- ACTION ITEM -
The records below hold a stretch from the line with "match (self, next)" through the line with "(Sent, Delivered) |"; return exactly those lines, ends included, and nothing more.

- Source records -
*** Begin section ***
//! Command domain model and its delivery state machine.

use chrono::{DateTime, Utc};
use serde::{Deserialize, Serialize};
use std::fmt;
use validator::Validate;

use crate::models::attributes::AttributeBag;

/// Supported outbound command types.
#[derive(Debug, Clone, Copy, PartialEq, Eq, Hash, Serialize, Deserialize)]
#[serde(rename_all = "SCREAMING_SNAKE_CASE")]
pub enum CommandType {
    Reboot,
    Setinterval,
    Setoverspeed,
    Setgeofence,
    Setoutput,
    EngineStart,
    EngineStop,
    PositionSingle,
    FactoryReset,
    Custom,
}

impl CommandType {
    pub fn as_str(&self) -> &'static str {
        match self {
            CommandType::Reboot => "REBOOT",
            CommandType::Setinterval => "SETINTERVAL",
            CommandType::Setoverspeed => "SETOVERSPEED",
            CommandType::Setgeofence => "SETGEOFENCE",
            CommandType::Setoutput => "SETOUTPUT",
            CommandType::EngineStart => "ENGINE_START",
            CommandType::EngineStop => "ENGINE_STOP",
            CommandType::PositionSingle => "POSITION_SINGLE",
            CommandType::FactoryReset => "FACTORY_RESET",
            CommandType::Custom => "CUSTOM",
        }
    }

    pub fn parse(s: &str) -> Option<Self> {
        match s {
            "REBOOT" => Some(CommandType::Reboot),
            "SETINTERVAL" => Some(CommandType::Setinterval),
            "SETOVERSPEED" => Some(CommandType::Setoverspeed),
            "SETGEOFENCE" => Some(CommandType::Setgeofence),
            "SETOUTPUT" => Some(CommandType::Setoutput),
            "ENGINE_START" => Some(CommandType::EngineStart),
            "ENGINE_STOP" => Some(CommandType::EngineStop),
            "POSITION_SINGLE" => Some(CommandType::PositionSingle),
            "FACTORY_RESET" => Some(CommandType::FactoryReset),
            "CUSTOM" => Some(CommandType::Custom),
            _ => None,
        }
    }
}

impl fmt::Display for CommandType {
    fn fmt(&self, f: &mut fmt::Formatter<'_>) -> fmt::Result {
        write!(f, "{}", self.as_str())
    }
}

/// Scheduling priority; higher pops first.
#[derive(Debug, Clone, Copy, PartialEq, Eq, PartialOrd, Ord, Hash, Serialize, Deserialize)]
#[serde(rename_all = "SCREAMING_SNAKE_CASE")]
pub enum CommandPriority {
    Low,
    Normal,
    High,
    Critical,
}

impl CommandPriority {
    pub fn as_str(&self) -> &'static str {
        match self {
            CommandPriority::Low => "LOW",
            CommandPriority::Normal => "NORMAL",
            CommandPriority::High => "HIGH",
            CommandPriority::Critical => "CRITICAL",
        }
    }

    pub fn parse(s: &str) -> Option<Self> {
        match s {
            "LOW" => Some(CommandPriority::Low),
            "NORMAL" => Some(CommandPriority::Normal),
            "HIGH" => Some(CommandPriority::High),
            "CRITICAL" => Some(CommandPriority::Critical),
            _ => None,
        }
    }
}

/// Delivery lifecycle status.
#[derive(Debug, Clone, Copy, PartialEq, Eq, Hash, Serialize, Deserialize)]
#[serde(rename_all = "SCREAMING_SNAKE_CASE")]
pub enum CommandStatus {
    Pending,
    Queued,
    Sent,
    Delivered,
    Executed,
    Failed,
    Cancelled,
    Expired,
}

impl CommandStatus {
    pub fn as_str(&self) -> &'static str {
        match self {
            CommandStatus::Pending => "PENDING",
            CommandStatus::Queued => "QUEUED",
            CommandStatus::Sent => "SENT",
            CommandStatus::Delivered => "DELIVERED",
            CommandStatus::Executed => "EXECUTED",
            CommandStatus::Failed => "FAILED",
            CommandStatus::Cancelled => "CANCELLED",
            CommandStatus::Expired => "EXPIRED",
        }
    }

    pub fn parse(s: &str) -> Option<Self> {
        match s {
            "PENDING" => Some(CommandStatus::Pending),
            "QUEUED" => Some(CommandStatus::Queued),
            "SENT" => Some(CommandStatus::Sent),
            "DELIVERED" => Some(CommandStatus::Delivered),
            "EXECUTED" => Some(CommandStatus::Executed),
            "FAILED" => Some(CommandStatus::Failed),
            "CANCELLED" => Some(CommandStatus::Cancelled),
            "EXPIRED" => Some(CommandStatus::Expired),
            _ => None,
        }
    }

    /// Terminal statuses admit no further transitions.
    pub fn is_terminal(&self) -> bool {
        matches!(
            self,
            CommandStatus::Executed | CommandStatus::Cancelled | CommandStatus::Expired
        )
    }

    /// Legal transitions of the delivery state machine. FAILED may re-queue
    /// while retries remain; everything after a terminal status is rejected.
    pub fn can_transition_to(&self, next: CommandStatus) -> bool {
        use CommandStatus::*;
        if self.is_terminal() {
            return false;
        }
        match (self, next) {
            (Pending, Queued) => true,
            (Pending, Cancelled) | (Pending, Expired) => true,
            (Queued, Sent) | (Queued, Cancelled) | (Queued, Expired) | (Queued, Failed) => true,
            (Sent, Delivered) | (Sent, Failed) | (Sent, Cancelled) | (Sent, Expired) => true,
            (Delivered, Executed) | (Delivered, Failed) | (Delivered, Cancelled) => true,
            (Failed, Queued) | (Failed, Cancelled) | (Failed, Expired) => true,
            _ => false,
        }
    }
}

/// An operator-submitted command to a device.
#[derive(Debug, Clone, Serialize, Deserialize)]
#[serde(rename_all = "camelCase")]
pub struct Command {
    pub id: i64,
    pub device_id: i64,
    pub user_id: i64,
    pub command_type: CommandType,
    pub priority: CommandPriority,
    pub status: CommandStatus,
    #[serde(default, skip_serializing_if = "AttributeBag::is_empty")]
    pub parameters: AttributeBag,
    /// Protocol rendering of the command, set at send time.
    #[serde(skip_serializing_if = "Option::is_none")]
    pub raw_command: Option<String>,
    /// Deliver over SMS instead of a live session.
    pub text_channel: bool,
    pub queued_at: Option<DateTime<Utc>>,
    pub sent_at: Option<DateTime<Utc>>,
    pub delivered_at: Option<DateTime<Utc>>,
    pub executed_at: Option<DateTime<Utc>>,
    pub failed_at: Option<DateTime<Utc>>,
    pub retry_count: i32,
    pub max_retries: i32,
    #[serde(skip_serializing_if = "Option::is_none")]
    pub expires_at: Option<DateTime<Utc>>,
    #[serde(skip_serializing_if = "Option::is_none")]
    pub response: Option<String>,
    #[serde(skip_serializing_if = "Option::is_none")]
    pub error_message: Option<String>,
    pub created_at: DateTime<Utc>,
    pub updated_at: DateTime<Utc>,
}

impl Command {
    pub fn is_expired(&self, now: DateTime<Utc>) -> bool {
        self.expires_at.map(|t| t <= now).unwrap_or(false)
    }

    pub fn can_retry(&self) -> bool {
        self.retry_count < self.max_retries && !self.status.is_terminal()
    }

    /// Applies a transition, recording its timestamp. Returns false and
    /// leaves the command untouched when the transition is illegal.
    pub fn transition(&mut self, next: CommandStatus, now: DateTime<Utc>) -> bool {
        if !self.status.can_transition_to(next) {
            return false;
        }
        self.status = next;
        self.updated_at = now;
        match next {
            CommandStatus::Queued => self.queued_at = Some(now),
            CommandStatus::Sent => self.sent_at = Some(now),
            CommandStatus::Delivered => self.delivered_at = Some(now),
            CommandStatus::Executed => self.executed_at = Some(now),
            CommandStatus::Failed => self.failed_at = Some(now),
            _ => {}
        }
        true
    }
}

/// Request payload for submitting a command.
#[derive(Debug, Clone, Deserialize, Validate)]
#[serde(rename_all = "camelCase")]
pub struct SubmitCommandRequest {
    pub device_id: i64,
    pub command_type: CommandType,
    #[serde(default = "default_priority")]
    pub priority: CommandPriority,
    #[serde(default)]
    pub parameters: AttributeBag,
    #[serde(default)]
    pub text_channel: bool,
    pub expires_at: Option<DateTime<Utc>>,
    #[validate(range(min = 0, max = 10, message = "Max retries must be 0-10"))]
    #[serde(default = "default_max_retries")]
    pub max_retries: i32,
}

fn default_priority() -> CommandPriority {
    CommandPriority::Normal
}

fn default_max_retries() -> i32 {
    3
}

/// A command armed for future (and optionally repeated) execution.
#[derive(Debug, Clone, Serialize, Deserialize)]
#[serde(rename_all = "camelCase")]
pub struct ScheduledCommand {
    pub id: i64,
    pub command_id: i64,
    pub scheduled_at: DateTime<Utc>,
    #[serde(skip_serializing_if = "Option::is_none")]
    pub repeat_interval_secs: Option<i64>,
    #[serde(skip_serializing_if = "Option::is_none")]
    pub max_repeats: Option<i32>,
    pub repeat_count: i32,
    pub is_active: bool,
}

impl ScheduledCommand {
    pub fn is_due(&self, now: DateTime<Utc>) -> bool {
        self.is_active && self.scheduled_at <= now
    }

    /// Re-arms for the next repetition, or deactivates when repeats are
    /// exhausted or no interval is configured.
    pub fn advance(&mut self, now: DateTime<Utc>) {
        self.repeat_count += 1;
        match (self.repeat_interval_secs, self.max_repeats) {
            (Some(interval), max) if max.map(|m| self.repeat_count < m).unwrap_or(true) => {
                self.scheduled_at = now + chrono::Duration::seconds(interval);
            }
            _ => self.is_active = false,
        }
    }
}

/// A reusable parameter blueprint for frequently issued commands.
#[derive(Debug, Clone, Serialize, Deserialize)]
#[serde(rename_all = "camelCase")]
pub struct CommandTemplate {
    pub id: i64,
    pub name: String,
    pub command_type: CommandType,
    pub priority: CommandPriority,
    #[serde(default, skip_serializing_if = "AttributeBag::is_empty")]
    pub parameters: AttributeBag,
    pub text_channel: bool,
    pub usage_count: i64,
    #[serde(skip_serializing_if = "Option::is_none")]
    pub last_used_at: Option<DateTime<Utc>>,
}

impl CommandTemplate {
    /// Produces a fresh command from the blueprint and bumps usage counters.
    pub fn instantiate(&mut self, device_id: i64, user_id: i64, now: DateTime<Utc>) -> Command {
        self.usage_count += 1;
        self.last_used_at = Some(now);
        Command {
            id: 0,
            device_id,
            user_id,
            command_type: self.command_type,
            priority: self.priority,
            status: CommandStatus::Pending,
            parameters: self.parameters.clone(),
            raw_command: None,
            text_channel: self.text_channel,
            queued_at: None,
            sent_at: None,
            delivered_at: None,
            executed_at: None,
            failed_at: None,
            retry_count: 0,
            max_retries: default_max_retries(),
            expires_at: None,
            response: None,
            error_message: None,
            created_at: now,
            updated_at: now,
        }
    }
}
*** End section ***
- SOLUTION TO THE EXERCISE -
        match (self, next) {
            (Pending, Queued) => true,
            (Pending, Cancelled) | (Pending, Expired) => true,
            (Queued, Sent) | (Queued, Cancelled) | (Queued, Expired) | (Queued, Failed) => true,
            (Sent, Delivered) | (Sent, Failed) | (Sent, Cancelled) | (Sent, Expired) => true,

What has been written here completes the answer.